Os inúmeros vícios prevalescentes no Brasil criam aberrações emotivas, morais, ideológicas e práticas que sempre comprometeram o real progresso brasileiro. Até a cultura popular é afetada por esses preconceitos. Afinal, que "combate ao preconceito" está em aceitar a bregalização cultural se ela já traz uma imagem preconceituosa do povo pobre e uma abordagem entreguista de uma cultura brasileira forçada a moldar os valores no imaginário pop comercial dos EUA?

O próprio brega, sobretudo sua expressão mais "arrojada", o "funk", é um conjunto de valores preconceituosos nos quais o povo pobre é confuso em seus desejos e na sua autoafirmação, diferente da cultura popular autêntica que revela uma solidez no desenvolvimento de valores, crenças e hábitos das comunidades. O "popular demais" das "periferias" revela valores ainda mais preconceituosos quando faz apologia à ignorância e a pobreza e submete a "emancipação popular" às regras do mercado e ao paternalismo das elites.

Esse imaginário, mesmo empurrado para os círculos esquerdistas - traídos pelo rótulo "popular" de certos ideólogos da bregalização - , caminha na mesma direção dos tecnocratas econômicos, que prometem o "paraíso" se conseguirem vender nossas riquezas ao exterior, Tão tolamente as pessoas que acham o "funk" o "primor do socialismo" se esquecem de que ele é apenas um braço musical de uma mesma indústria que agora quer ver o pré-sal nas mãos das corporações estrangeiras.
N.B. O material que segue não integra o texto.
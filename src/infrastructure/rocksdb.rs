use crate::domain::booking::SessionDraft;
use crate::domain::ports::DraftStore;
use crate::error::{Result, ShippingError};
use async_trait::async_trait;
use rocksdb::{ColumnFamilyDescriptor, DB, Options};
use std::path::Path;
use std::sync::Arc;

/// Column Family for storing session drafts.
pub const CF_DRAFTS: &str = "drafts";

/// A persistent draft store backed by RocksDB.
///
/// Drafts survive restarts, so a booking started before a deploy can still
/// be turned into an order after the payment redirect comes back.
///
/// This struct is thread-safe (`Clone` shares the underlying `Arc<DB>`).
#[derive(Clone)]
pub struct RocksDBDraftStore {
    db: Arc<DB>,
}

impl RocksDBDraftStore {
    /// Opens or creates a RocksDB instance at the specified path, ensuring
    /// the drafts column family exists.
    pub fn open<P: AsRef<Path>>(path: P) -> Result<Self> {
        let mut opts = Options::default();
        opts.create_if_missing(true);
        opts.create_missing_column_families(true);

        let cf_drafts = ColumnFamilyDescriptor::new(CF_DRAFTS, Options::default());
        let db = DB::open_cf_descriptors(&opts, path, vec![cf_drafts])?;

        Ok(Self { db: Arc::new(db) })
    }

    fn missing_cf() -> ShippingError {
        ShippingError::InternalError(Box::new(std::io::Error::other(
            "Drafts column family not found",
        )))
    }
}

#[async_trait]
impl DraftStore for RocksDBDraftStore {
    async fn put(&self, key: &str, draft: &SessionDraft) -> Result<()> {
        let cf = self.db.cf_handle(CF_DRAFTS).ok_or_else(Self::missing_cf)?;
        let value = serde_json::to_vec(draft)?;
        self.db.put_cf(&cf, key.as_bytes(), value)?;
        Ok(())
    }

    async fn get(&self, key: &str) -> Result<Option<SessionDraft>> {
        let cf = self.db.cf_handle(CF_DRAFTS).ok_or_else(Self::missing_cf)?;
        match self.db.get_cf(&cf, key.as_bytes())? {
            Some(bytes) => Ok(Some(serde_json::from_slice(&bytes)?)),
            None => Ok(None),
        }
    }

    async fn remove(&self, key: &str) -> Result<()> {
        let cf = self.db.cf_handle(CF_DRAFTS).ok_or_else(Self::missing_cf)?;
        self.db.delete_cf(&cf, key.as_bytes())?;
        Ok(())
    }
}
Também pudera, o "funk" é apenas uma macaqueação do som da Flórida, reduto das elites latinas e anti-esquerdistas dos EUA, e que foi inserido no Brasil para evitar a emancipação social do povo fora do controle midiático. Como produto de mídia e do mercado, o "funk" também envolve um emaranhado de preconceitos, que vão da glamourização da miséria ao machismo dos funkeiros, mas também ao preconceito de esquerdas de classe média sobre o que pensam ser o "verdadeiro popular".

O Brasil chegou ao governo desastrado de Michel Temer, com sua "equipe de notáveis" que simbolizava antigos prestígios sociais, políticos, econômicos e tecnocráticos, prometendo uma atuação ao mesmo tempo "técnica e moderada", "austera mas benéfica" e só desenvolveram um cenário de crises e escândalos muito graves, por causa dessa combinação de tantos e tantos preconceitos sociais.

São preconceitos que criam uma moral desigual, que faz com que se pense até numa Internet que censure páginas investigativas ou de questionamentos mais aprofundados sobre determinados assuntos, enquanto dão livre direito a valentões das redes sociais criarem páginas ofensivas de quem apenas discorda do "estabelecido", num país que não consegue resolver suas neuroses e paranoias senão botando a sujeira debaixo do tapete e apelando para a "memória curta" ou o "jeitinho".

São preconceitos que fazem as pessoas pouco se incomodarem em ver nossas riquezas entregues aos estrangeiros ou uma figura confusa e truculenta como Alexandre de Moraes na corte suprema do Judiciário. Pessoas capazes de festejar morte de petistas mas têm muito medo de ver o nome de um feminicida conjugal no obituário da imprensa. Pessoas que aceitam perder direitos trabalhistas sob a desculpa de "botar o país pra frente" ou acham possível uma "cultura popular" subordinada ao "deus mercado".

E aí, quando o país sofrer mais efeitos violentos de sua crise, as pessoas vão correndo logo para ler a Bíblia ou um livro de Chico Xavier. Se a paixão religiosa resolvesse as coisas, não teríamos chegado ao estado catastrófico em que chegamos. Se reza demais e se ouve estórias lindas, como as crianças ouvindo contos de fadas enquanto o mundo explode por aí fora.